_Task directions_:
As the answer, give a copy of each line below that includes the word "Option".

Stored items
################

//! Configuration of [`Trainer`](super::Trainer).
use anyhow::Result;
use log::info;
use serde::{Deserialize, Serialize};
use std::{
    fs::File,
    io::{BufReader, Write},
    path::Path,
};

/// Configuration of [`Trainer`](super::Trainer).
#[derive(Debug, Deserialize, Serialize, PartialEq, Clone)]
pub struct TrainerConfig {
    /// Zero-based index of the episode before which the late portal opens.
    pub late_portal_episode: usize,

    /// Episode indices at which diagnostics are taken.
    pub log_every: Vec<usize>,

    /// Hand the diagnostics to the recorder for rendering.
    pub plot: bool,

    /// The number of latest episodes included in the diagnostics.
    pub history_window: usize,

    /// Truncate episodes after this many actions.
    #[serde(default)]
    pub max_steps_per_episode: Option<usize>,
}

impl Default for TrainerConfig {
    fn default() -> Self {
        Self {
            late_portal_episode: 100,
            log_every: vec![],
            plot: false,
            history_window: 101,
            max_steps_per_episode: None,
        }
    }
}

impl TrainerConfig {
    /// Sets the episode before which the late portal opens.
    pub fn late_portal_episode(mut self, v: usize) -> Self {
        self.late_portal_episode = v;
        self
    }

    /// Sets the episodes at which diagnostics are taken.
    pub fn log_every(mut self, v: impl IntoIterator<Item = usize>) -> Self {
        self.log_every = v.into_iter().collect();
        self
    }

    /// Sets if diagnostics are written to the recorder.
    pub fn plot(mut self, v: bool) -> Self {
        self.plot = v;
        self
    }

    /// Sets the number of latest episodes included in the diagnostics.
    pub fn history_window(mut self, v: usize) -> Self {
        self.history_window = v;
        self
    }

    /// Sets the step budget of an episode.
    pub fn max_steps_per_episode(mut self, v: Option<usize>) -> Self {
        self.max_steps_per_episode = v;
        self
    }

    /// Constructs [`TrainerConfig`] from YAML file.
    pub fn load(path: impl AsRef<Path>) -> Result<Self> {
        let path_ = path.as_ref().to_owned();
        let file = File::open(path)?;
        let rdr = BufReader::new(file);
        let b = serde_yaml::from_reader(rdr)?;
        info!("Load config of trainer from {}", path_.display());
        Ok(b)
    }

    /// Saves [`TrainerConfig`].
    pub fn save(&self, path: impl AsRef<Path>) -> Result<()> {
        let path_ = path.as_ref().to_owned();
        let mut file = File::create(path)?;
        file.write_all(serde_yaml::to_string(&self)?.as_bytes())?;
        info!("Save config of trainer into {}", path_.display());
        Ok(())
    }
}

################

_Expected answer_:
    pub max_steps_per_episode: Option<usize>,
    pub fn max_steps_per_episode(mut self, v: Option<usize>) -> Self {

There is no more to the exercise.